Walking in a Straight Line

“Dude. Ballerinas get mad chicks.” Teek takes a hit and passes the blunt to me. We are watching some muscular dancer doing handstand push-ups and backflips off a fence. “Showoff,” he says, blowing out a curtain of smoke. “Makes us normal guys look bad.” He offers me the roach.

“I don’t think they’re called ballerinas if they’re guys.” I put it to my lips.

“Then what? Ballerinos?” We laugh like idiot. If the cops come, Teek will just eat the blunt. It is something he does well, even with a bit of pride. Heck. Dude does it for the Hell of it sometimes. Says he hates to waste even speck of good weed.

“Hey, fucking Bruce Lee chewed cannabis,” he informed me one time.

“Yeah, but he didn’t eat the whole blunt!

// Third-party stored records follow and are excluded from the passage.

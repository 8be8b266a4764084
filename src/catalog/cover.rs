//! Discovery payload of the `cover` component, generated by `discovery-gen`.

use crate::model::{fallback_id, Announce, Availability, Component, Device};
use crate::utils::is_default;
use std::borrow::Cow;

/// Discovery payload of a `cover` entity.
#[derive(Clone, Debug, Default, PartialEq, Eq, serde::Deserialize, serde::Serialize)]
#[cfg_attr(feature = "schemars", derive(schemars::JsonSchema))]
#[serde(default)]
pub struct Cover {
    /// A list of MQTT topics subscribed to receive availability (online/offline) updates. Must not
    /// be used together with `availability_topic`.
    #[serde(skip_serializing_if = "Vec::is_empty")]
    pub availability: Vec<Availability>,

    /// When `availability` is configured, this controls the conditions needed to set the entity to
    /// `available`. Valid entries are `all`, `any`, and `latest`. If set to `all`,
    /// `payload_available` must be received on all configured availability topics before the entity
    /// is marked as online. If set to `any`, `payload_available` must be received on at least one
    /// configured availability topic before the entity is marked as online. If set to `latest`, the
    /// last `payload_available` or `payload_not_available` received on any configured availability
    /// topic controls the availability.
    ///
    /// Default: `latest`
    #[serde(skip_serializing_if = "String::is_empty")]
    pub availability_mode: String,

    /// The MQTT topic subscribed to to receive birth and LWT messages from the MQTT cover device.
    /// If an `availability` topic is not defined, the cover availability state will always be
    /// `available`. If an `availability` topic is defined, the cover availability state will be
    /// `unavailable` by default. Must not be used together with `availability`.
    #[serde(skip_serializing_if = "String::is_empty")]
    pub availability_topic: String,

    /// The MQTT topic to publish commands to control the cover.
    #[serde(skip_serializing_if = "String::is_empty")]
    pub command_topic: String,

    /// Information about the device this cover is a part of to tie it into the [device
    /// registry](https://developers.home-assistant.io/docs/en/device_registry_index.html). Only
    /// works through [MQTT discovery](/docs/mqtt/discovery/) and when [`unique_id`](#unique_id) is
    /// set. At least one of identifiers or connections must be present to identify the device.
    #[serde(skip_serializing_if = "Option::is_none")]
    pub device: Option<Device>,

    /// Sets the [class of the device](/integrations/cover/), changing the device state and icon
    /// that is displayed on the frontend.
    #[serde(skip_serializing_if = "String::is_empty")]
    pub device_class: String,

    /// Flag which defines if the entity should be enabled when first added.
    ///
    /// Default: `true`
    #[serde(skip_serializing_if = "is_default")]
    pub enabled_by_default: bool,

    /// [Icon](/docs/configuration/customizing-devices/#icon) for the entity.
    #[serde(skip_serializing_if = "String::is_empty")]
    pub icon: String,

    /// Defines a [template](/docs/configuration/templating/#processing-incoming-data) to extract
    /// the JSON dictionary from messages received on the `json_attributes_topic`. Usage example can
    /// be found in [MQTT sensor](/integrations/sensor.mqtt/#json-attributes-template-configuration)
    /// documentation.
    #[serde(skip_serializing_if = "String::is_empty")]
    pub json_attributes_template: String,

    /// The MQTT topic subscribed to receive a JSON dictionary payload and then set as sensor
    /// attributes. Usage example can be found in [MQTT
    /// sensor](/integrations/sensor.mqtt/#json-attributes-topic-configuration) documentation.
    #[serde(skip_serializing_if = "String::is_empty")]
    pub json_attributes_topic: String,

    /// The name of the cover.
    ///
    /// Default: `MQTT Cover`
    #[serde(skip_serializing_if = "String::is_empty")]
    pub name: String,

    /// Flag that defines if switch works in optimistic mode.
    ///
    /// Default: `'false' if state or position topic defined, else 'true'.`
    #[serde(skip_serializing_if = "String::is_empty")]
    pub optimistic: String,

    /// The payload that represents the online state.
    ///
    /// Default: `online`
    #[serde(skip_serializing_if = "String::is_empty")]
    pub payload_available: String,

    /// The command payload that closes the cover.
    ///
    /// Default: `CLOSE`
    #[serde(skip_serializing_if = "String::is_empty")]
    pub payload_close: String,

    /// The payload that represents the offline state.
    ///
    /// Default: `offline`
    #[serde(skip_serializing_if = "String::is_empty")]
    pub payload_not_available: String,

    /// The command payload that opens the cover.
    ///
    /// Default: `OPEN`
    #[serde(skip_serializing_if = "String::is_empty")]
    pub payload_open: String,

    /// The command payload that stops the cover.
    ///
    /// Default: `STOP`
    #[serde(skip_serializing_if = "String::is_empty")]
    pub payload_stop: String,

    /// Number which represents closed position.
    ///
    /// Default: `0`
    #[serde(skip_serializing_if = "is_default")]
    pub position_closed: i64,

    /// Number which represents open position.
    ///
    /// Default: `100`
    #[serde(skip_serializing_if = "is_default")]
    pub position_open: i64,

    /// Defines a [template](/topics/templating/) that can be used to extract the payload for the
    /// `position_topic` topic. Within the template the following variables are available:
    /// `entity_id`, `position_open`; `position_closed`; `tilt_min`; `tilt_max`. The `entity_id` can
    /// be used to reference the entity's attributes with help of the
    /// [states](/docs/configuration/templating/#states) template function.
    #[serde(skip_serializing_if = "String::is_empty")]
    pub position_template: String,

    /// The MQTT topic subscribed to receive cover position messages.
    #[serde(skip_serializing_if = "String::is_empty")]
    pub position_topic: String,

    /// The maximum QoS level to be used when receiving and publishing messages.
    ///
    /// Default: `0`
    #[serde(skip_serializing_if = "is_default")]
    pub qos: i64,

    /// Defines if published messages should have the retain flag set.
    ///
    /// Default: `false`
    #[serde(skip_serializing_if = "is_default")]
    pub retain: bool,

    /// Defines a [template](/topics/templating/) to define the position to be sent to the
    /// `set_position_topic` topic. Incoming position value is available for use in the template `{%
    /// raw %}{{ position }}{% endraw %}`. Within the template the following variables are
    /// available: `entity_id`, `position`, the target position in percent; `position_open`;
    /// `position_closed`; `tilt_min`; `tilt_max`. The `entity_id` can be used to reference the
    /// entity's attributes with help of the [states](/docs/configuration/templating/#states)
    /// template function.
    #[serde(skip_serializing_if = "String::is_empty")]
    pub set_position_template: String,

    /// The MQTT topic to publish position commands to. You need to set position_topic as well if
    /// you want to use position topic. Use template if position topic wants different values than
    /// within range `position_closed` - `position_open`. If template is not defined and
    /// `position_closed != 100` and `position_open != 0` then proper position value is calculated
    /// from percentage position.
    #[serde(skip_serializing_if = "String::is_empty")]
    pub set_position_topic: String,

    /// The payload that represents the closed state.
    ///
    /// Default: `closed`
    #[serde(skip_serializing_if = "String::is_empty")]
    pub state_closed: String,

    /// The payload that represents the closing state.
    ///
    /// Default: `closing`
    #[serde(skip_serializing_if = "String::is_empty")]
    pub state_closing: String,

    /// The payload that represents the open state.
    ///
    /// Default: `open`
    #[serde(skip_serializing_if = "String::is_empty")]
    pub state_open: String,

    /// The payload that represents the opening state.
    ///
    /// Default: `opening`
    #[serde(skip_serializing_if = "String::is_empty")]
    pub state_opening: String,

    /// The payload that represents the stopped state (for covers that do not report `open`/`closed`
    /// state)
    ///
    /// Default: `stopped`
    #[serde(skip_serializing_if = "String::is_empty")]
    pub state_stopped: String,

    /// The MQTT topic subscribed to receive cover state messages. State topic can only read
    /// (`open`, `opening`, `closed`, `closing` or `stopped`) state.
    #[serde(skip_serializing_if = "String::is_empty")]
    pub state_topic: String,

    /// The value that will be sent on a `close_cover_tilt` command.
    ///
    /// Default: `0`
    #[serde(skip_serializing_if = "is_default")]
    pub tilt_closed_value: i64,

    /// Defines a [template](/topics/templating/) that can be used to extract the payload for the
    /// `tilt_command_topic` topic. Within the template the following variables are available:
    /// `entity_id`, `tilt_position`, the target tilt position in percent; `position_open`;
    /// `position_closed`; `tilt_min`; `tilt_max`. The `entity_id` can be used to reference the
    /// entity's attributes with help of the [states](/docs/configuration/templating/#states)
    /// template function.
    #[serde(skip_serializing_if = "String::is_empty")]
    pub tilt_command_template: String,

    /// The MQTT topic to publish commands to control the cover tilt.
    #[serde(skip_serializing_if = "String::is_empty")]
    pub tilt_command_topic: String,

    /// The maximum tilt value.
    ///
    /// Default: `100`
    #[serde(skip_serializing_if = "is_default")]
    pub tilt_max: i64,

    /// The minimum tilt value.
    ///
    /// Default: `0`
    #[serde(skip_serializing_if = "is_default")]
    pub tilt_min: i64,

    /// The value that will be sent on an `open_cover_tilt` command.
    ///
    /// Default: `100`
    #[serde(skip_serializing_if = "is_default")]
    pub tilt_opened_value: i64,

    /// Flag that determines if tilt works in optimistic mode.
    ///
    /// Default: `'true' if 'tilt_status_topic' is not defined, else 'false'`
    #[serde(skip_serializing_if = "is_default")]
    pub tilt_optimistic: bool,

    /// Defines a [template](/topics/templating/) that can be used to extract the payload for the
    /// `tilt_status_topic` topic. Within the template the following variables are available:
    /// `entity_id`, `position_open`; `position_closed`; `tilt_min`; `tilt_max`. The `entity_id` can
    /// be used to reference the entity's attributes with help of the
    /// [states](/docs/configuration/templating/#states) template function.
    #[serde(skip_serializing_if = "String::is_empty")]
    pub tilt_status_template: String,

    /// The MQTT topic subscribed to receive tilt status update values.
    #[serde(skip_serializing_if = "String::is_empty")]
    pub tilt_status_topic: String,

    /// An ID that uniquely identifies this cover. If two covers have the same unique ID, Home
    /// Assistant will raise an exception.
    #[serde(skip_serializing_if = "String::is_empty")]
    pub unique_id: String,

    /// Defines a [template](/topics/templating/) that can be used to extract the payload for the
    /// `state_topic` topic.
    #[serde(skip_serializing_if = "String::is_empty")]
    pub value_template: String,
}

impl Announce for Cover {
    const COMPONENT: Component = Component::Cover;

    fn object_id(&self) -> Cow<'_, str> {
        if !self.unique_id.is_empty() {
            Cow::Borrowed(self.unique_id.as_str())
        } else if !self.name.is_empty() {
            Cow::Borrowed(self.name.as_str())
        } else {
            Cow::Owned(fallback_id(self))
        }
    }
}
//! Discovery payload of the `camera` component, generated by `discovery-gen`.

use crate::model::{fallback_id, Announce, Availability, Component, Device};
use crate::utils::is_default;
use std::borrow::Cow;

/// Discovery payload of a `camera` entity.
#[derive(Clone, Debug, Default, PartialEq, Eq, serde::Deserialize, serde::Serialize)]
#[cfg_attr(feature = "schemars", derive(schemars::JsonSchema))]
#[serde(default)]
pub struct Camera {
    /// A list of MQTT topics subscribed to receive availability (online/offline) updates. Must not
    /// be used together with `availability_topic`.
    #[serde(skip_serializing_if = "Vec::is_empty")]
    pub availability: Vec<Availability>,

    /// When `availability` is configured, this controls the conditions needed to set the entity to
    /// `available`. Valid entries are `all`, `any`, and `latest`. If set to `all`,
    /// `payload_available` must be received on all configured availability topics before the entity
    /// is marked as online. If set to `any`, `payload_available` must be received on at least one
    /// configured availability topic before the entity is marked as online. If set to `latest`, the
    /// last `payload_available` or `payload_not_available` received on any configured availability
    /// topic controls the availability.
    ///
    /// Default: `latest`
    #[serde(skip_serializing_if = "String::is_empty")]
    pub availability_mode: String,

    /// Defines a
    /// [template](/docs/configuration/templating/#using-templates-with-the-mqtt-integration) to
    /// extract device's availability from the `availability_topic`. To determine the devices's
    /// availability result of this template will be compared to `payload_available` and
    /// `payload_not_available`.
    #[serde(skip_serializing_if = "String::is_empty")]
    pub availability_template: String,

    /// The MQTT topic subscribed to receive availability (online/offline) updates. Must not be used
    /// together with `availability`.
    #[serde(skip_serializing_if = "String::is_empty")]
    pub availability_topic: String,

    /// Information about the device this camera is a part of to tie it into the [device
    /// registry](https://developers.home-assistant.io/docs/en/device_registry_index.html). Only
    /// works when [`unique_id`](#unique_id) is set. At least one of identifiers or connections must
    /// be present to identify the device.
    #[serde(skip_serializing_if = "Option::is_none")]
    pub device: Option<Device>,

    /// Flag which defines if the entity should be enabled when first added.
    ///
    /// Default: `true`
    #[serde(skip_serializing_if = "is_default")]
    pub enabled_by_default: bool,

    /// The encoding of the payloads received. Set to `""` to disable decoding of incoming payload.
    /// Use `image_encoding` to enable `Base64` decoding on `topic`.
    ///
    /// Default: `utf-8`
    #[serde(skip_serializing_if = "String::is_empty")]
    pub encoding: String,

    /// The [category](https://developers.home-assistant.io/docs/core/entity#generic-properties) of
    /// the entity.
    #[serde(skip_serializing_if = "String::is_empty")]
    pub entity_category: String,

    /// Picture URL for the entity.
    #[serde(skip_serializing_if = "String::is_empty")]
    pub entity_picture: String,

    /// [Icon](/docs/configuration/customizing-devices/#icon) for the entity.
    #[serde(skip_serializing_if = "String::is_empty")]
    pub icon: String,

    /// The encoding of the image payloads received. Set to `"b64"` to enable base64 decoding of
    /// image payload. If not set, the image payload must be raw binary data.
    #[serde(skip_serializing_if = "String::is_empty")]
    pub image_encoding: String,

    /// Defines a
    /// [template](/docs/configuration/templating/#using-templates-with-the-mqtt-integration) to
    /// extract the JSON dictionary from messages received on the `json_attributes_topic`.
    #[serde(skip_serializing_if = "String::is_empty")]
    pub json_attributes_template: String,

    /// The MQTT topic subscribed to receive a JSON dictionary payload and then set as sensor
    /// attributes. Implies `force_update` of the current sensor state when a message is received on
    /// this topic.
    #[serde(skip_serializing_if = "String::is_empty")]
    pub json_attributes_topic: String,

    /// The name of the camera. Can be set to `null` if only the device name is relevant.
    #[serde(skip_serializing_if = "String::is_empty")]
    pub name: String,

    /// Used instead of `name` for automatic generation of `entity_id`.
    #[serde(skip_serializing_if = "String::is_empty")]
    pub object_id: String,

    /// The MQTT topic to subscribe to.
    pub topic: String,

    /// An ID that uniquely identifies this camera. If two cameras have the same unique ID Home
    /// Assistant will raise an exception. Required when used with device-based discovery.
    #[serde(skip_serializing_if = "String::is_empty")]
    pub unique_id: String,
}

impl Announce for Camera {
    const COMPONENT: Component = Component::Camera;

    fn object_id(&self) -> Cow<'_, str> {
        if !self.unique_id.is_empty() {
            Cow::Borrowed(self.unique_id.as_str())
        } else if !self.name.is_empty() {
            Cow::Borrowed(self.name.as_str())
        } else {
            Cow::Owned(fallback_id(self))
        }
    }
}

Is the wrap even edible?”

“If you can smoke it, you can eat it,” he had shrugged then, as if those word were the only truth in the world.

“How’s Dizzie been?” he asks me as the ballerino jumps into his mini cooper with his buddies. I drag too deep and burn my throat. Teek’s in 11th grade with my sister. He has a thing for her.

“She’s cool,” I say, then correct myself since, as her little brother, I certainly do not think she is cool. “I mean, she’s all right… I guess.”

“She’s more ‘n a’ight! Girl’s got an ass that won’t quit! Ha haaa!” he laughs, nodding his head. “But no offense, man. No offense.” He punches me in the shoulder, like he’s just joking. He knows I don’t like it when he talks about my sister like that, but I keep quiet. Teek’s four years older than me. I’m surprised someone as cool as him would even bother with me. Then again, I pay him for the weed…

“She’s crazy, you know,” I tell him. He takes the roach from my hand.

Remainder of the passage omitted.